--- SUPPLIED RECORDS ---

/// A saved shipping address.
#[derive(Clone, Debug, Default, PartialEq, Serialize, Deserialize)]
#[serde(rename_all = "camelCase")]
pub struct Address {
    #[serde(default, deserialize_with = "deserialize_id")]
    pub id: String,
    #[serde(default)]
    pub label: String,
    #[serde(default)]
    pub recipient_name: String,
    #[serde(default)]
    pub phone: String,
    #[serde(default)]
    pub street: String,
    #[serde(default)]
    pub city: String,
    #[serde(default)]
    pub province: String,
    #[serde(default)]
    pub postal_code: String,
    #[serde(default)]
    pub is_default: bool,
    #[serde(default, deserialize_with = "deserialize_opt_f64")]
    pub latitude: Option<f64>,
    #[serde(default, deserialize_with = "deserialize_opt_f64")]
    pub longitude: Option<f64>,
}

impl Address {
    /// Single-line rendering used on order cards.
    pub fn one_line(&self) -> String {
        [self.street.as_str(), self.city.as_str(), self.province.as_str(), self.postal_code.as_str()]
            .into_iter()
            .map(str::trim)
            .filter(|part| !part.is_empty())
            .collect::<Vec<_>>()
            .join(", ")
    }
}

// =============================================================================
// SHOPS
// =============================================================================

/// Merchant storefront moderation status.
#[derive(Clone, Copy, Debug, Default, PartialEq, Eq, Hash, Serialize, Deserialize)]
#[serde(rename_all = "lowercase")]
pub enum ShopStatus {
    #[default]
    #[serde(alias = "PENDING")]
    Pending,
    #[serde(alias = "ACTIVE")]
    Active,
    #[serde(alias = "SUSPENDED")]
    Suspended,
    #[serde(alias = "REJECTED")]
    Rejected,
}

impl ShopStatus {
    pub const ALL: [Self; 4] = [Self::Pending, Self::Active, Self::Suspended, Self::Rejected];

    /// Wire value used in query strings and status updates.
    pub fn as_str(self) -> &'static str {
        match self {
            Self::Pending => "pending",
            Self::Active => "active",
            Self::Suspended => "suspended",
            Self::Rejected => "rejected",
        }
    }
}

/// A merchant storefront.
#[derive(Clone, Debug, PartialEq, Serialize, Deserialize)]
#[serde(rename_all = "camelCase")]
pub struct Shop {
    #[serde(deserialize_with = "deserialize_id")]
    pub id: String,
    pub name: String,
    #[serde(default)]
    pub slug: String,
    #[serde(default)]
    pub description: Option<String>,
    #[serde(default)]
    pub address: Option<String>,
    #[serde(default)]
    pub phone: Option<String>,
    #[serde(default)]
    pub logo: Option<String>,
    #[serde(default, deserialize_with = "deserialize_opt_f64")]
    pub latitude: Option<f64>,
    #[serde(default, deserialize_with = "deserialize_opt_f64")]
    pub longitude: Option<f64>,
    #[serde(default)]
    pub status: ShopStatus,
    #[serde(default)]
    pub owner: Option<UserRef>,
    #[serde(default)]
    pub created_at: Option<String>,
    #[serde(default, rename = "_count")]
    pub count: Option<ShopCount>,
}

---

* _TASK PROMPT_
Count the lines of the listing above that include the word "ShopStatus" and report the number by itself.

* _REPLY TO THE TASK_
3